If art were indeed a psychological pressure valve, Michael Cottone should probably be in a Death Metal band. „There always tends to be a lot going on in my life“, he modestly confesses, and considering his busy dayjob as a designer, his Green Kingdom production credentials and his eclectic engagement as one of the most ubiquitious members of the Sound Art scene (check the forums for evidence), that is definitely an understatement. And yet, just like its two full-length predecessors and 3inch „Jasmine“, „Twig and Twine“ again constitutes an oasis of sweetness and a conscious counterpoint to the hectic schedules, deadlines and discussions of his professional routine. It is a fantastical journey devised by someone obviously in close touch with his inner child: This album could turn grown-up men into little boys again and criminals into saints.

Perhaps, therefore, a different mechanism is at work here. In a way, Cottone is devising  music as a place of refuge, where neither cool logic nor mechanical time hold sway and where even the most cold-hearted can dream of a better world for just three quarters of an hours. Compared to the debut's tender, but slightly surreal abstractions and much-applauded follow-up Laminae's  almost claustrophobically dense textures, complex, non-linear structures and myriads of sensual micro-events, the innocence, simplicity and purity of the new material is an instant ear-catcher. Despite apparently being scored in the moody later stages of the seasonal cycle (titles like „Autumn Eyes“ and „The Promise of Spring“ at least suggest as much), the album has a summerly vibe about it, a heavenly lightness and entirely unpretentious flow.
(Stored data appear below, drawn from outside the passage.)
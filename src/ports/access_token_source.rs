//! AccessTokenSource port - Bearer tokens for the provider API.

use async_trait::async_trait;
use secrecy::SecretString;

use crate::domain::billing::FetchError;

#[async_trait]
pub trait AccessTokenSource: Send + Sync {
    /// Returns a currently valid bearer token.
    async fn access_token(&self) -> Result<SecretString, FetchError>;
}
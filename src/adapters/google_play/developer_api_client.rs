//! Google Play Developer API client.
//!
//! Implements `SubscriptionStateFetcher` with `purchases.subscriptionsv2.get`.
//! The product id is not part of the v2 URL; it is only logged.

use async_trait::async_trait;
use reqwest::header::AUTHORIZATION;
use reqwest::StatusCode;
use secrecy::ExposeSecret;
use std::sync::Arc;
use std::time::Duration;

use crate::domain::billing::{FetchError, ProviderSubscriptionSnapshot};
use crate::ports::{AccessTokenSource, SubscriptionStateFetcher};

use super::developer_api_models::SubscriptionPurchaseV2;

pub const DEFAULT_API_BASE_URL: &str = "https://androidpublisher.googleapis.com";

pub struct GooglePlayDeveloperApiClient {
    http: reqwest::Client,
    api_base_url: String,
    package_name: String,
    tokens: Arc<dyn AccessTokenSource>,
}

impl GooglePlayDeveloperApiClient {
    /// Creates a client whose requests are bounded by `timeout`.
    pub fn new(
        api_base_url: impl Into<String>,
        package_name: impl Into<String>,
        tokens: Arc<dyn AccessTokenSource>,
        timeout: Duration,
    ) -> Result<Self, FetchError> {
        let http = reqwest::Client::builder()
            .timeout(timeout)
            .build()
            .map_err(|e| FetchError::Unreachable(format!("failed to build http client: {}", e)))?;
        Ok(Self {
            http,
            api_base_url: api_base_url.into().trim_end_matches('/').to_string(),
            package_name: package_name.into(),
            tokens,
        })
    }

    fn subscription_url(&self, purchase_token: &str) -> String {
        format!(
            "{}/androidpublisher/v3/applications/{}/purchases/subscriptionsv2/tokens/{}",
            self.api_base_url, self.package_name, purchase_token
        )
    }
}

fn map_transport_error(err: reqwest::Error) -> FetchError {
    if err.is_timeout() {
        FetchError::Timeout
    } else {
        FetchError::Unreachable(err.to_string())
    }
}

#[async_trait]
impl SubscriptionStateFetcher for GooglePlayDeveloperApiClient {
    async fn fetch(
        &self,
        product_id: &str,
        purchase_token: &str,
    ) -> Result<ProviderSubscriptionSnapshot, FetchError> {
        let token = self.tokens.access_token().await?;

        tracing::debug!(
            product_id = %product_id,
            package_name = %self.package_name,
            "Querying purchases.subscriptionsv2.get"
        );

        let response = self
            .http
            .get(self.subscription_url(purchase_token))
            .header(AUTHORIZATION, format!("Bearer {}", token.expose_secret()))
            .send()
            .await
            .map_err(map_transport_error)?;

        let status = response.status();
        if status == StatusCode::NOT_FOUND || status == StatusCode::GONE {
            return Err(FetchError::InvalidToken);
        }
        if !status.is_success() {
            let message = response.text().await.unwrap_or_default();
            tracing::warn!(
                status = status.as_u16(),
                product_id = %product_id,
                "Developer API returned an error"
            );
            return Err(FetchError::Provider {
                status: status.as_u16(),
                message,
            });
        }

        let purchase: SubscriptionPurchaseV2 = response.json().await.map_err(|e| {
            if e.is_timeout() {
                FetchError::Timeout
            } else {
                FetchError::Malformed(e.to_string())
            }
        })?;

        purchase.into_snapshot()
    }
}
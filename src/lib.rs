//! Renewal Reconciler - Recurring-payment notification reconciliation
//!
//! Receives subscription lifecycle notifications pushed by a payment
//! provider, queries the provider for the authoritative subscription state
//! and applies the resulting change to the local subscription and payment
//! ledger exactly once.

pub mod adapters;
pub mod application;
pub mod config;
pub mod domain;
pub mod ports;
The Guitar, which had already made its entrance on „Laminae“ as quivering string-palpatations and forelorne echoes of strummed resonance, has moved into the limelight and taken on a far more traditional role. In this respect, opener „Into the Magic Night“ is a programmatic introduction: A clean Folk-riff played in slow motion is gradually adorned by sampled fragments of lyrical Cello and intensifying ambiance. When the music already appears to be over, it switches gear, turns anthemic, gains momentum and closes out the piece on a note of promise and wonder.

On quite a few of the tracks, Cottone's recognisable script has remained intact, as subtle sheets of hiss coalesce with robotic ticks and warm washes of acoustic echoes. But with most tracks clocking in around the three- and four-minute-mark, the cinematics are more private and less epic here and arrangements seem to be breathing more, despite being, as always, minutely choreographed. The playful side of the Green Kingdom is clearly more important than ever: Endearing Kalimba-Klimpereien and glistening Glockenspiel-arpeggios are naively placed slightly off or against the metrum, resulting in a sort of guided Kindergarten-orchestra. The proximity to neo-classical tendencies becomes apparent, as pieces are designed as intimate duets set in a wonderworld of harmony and ambiance. And on more extensive contributions „Maplecopter“ and „River Bends Park“, the atmospherics are even, incredibly, underpinned by a four-to-the-floor-bass-drum and clicks n cuts percussion that will make fans of Raster-Noton jump for joy – even they're pounding so slow that they only serve to deepen the soft outlines of those pieces.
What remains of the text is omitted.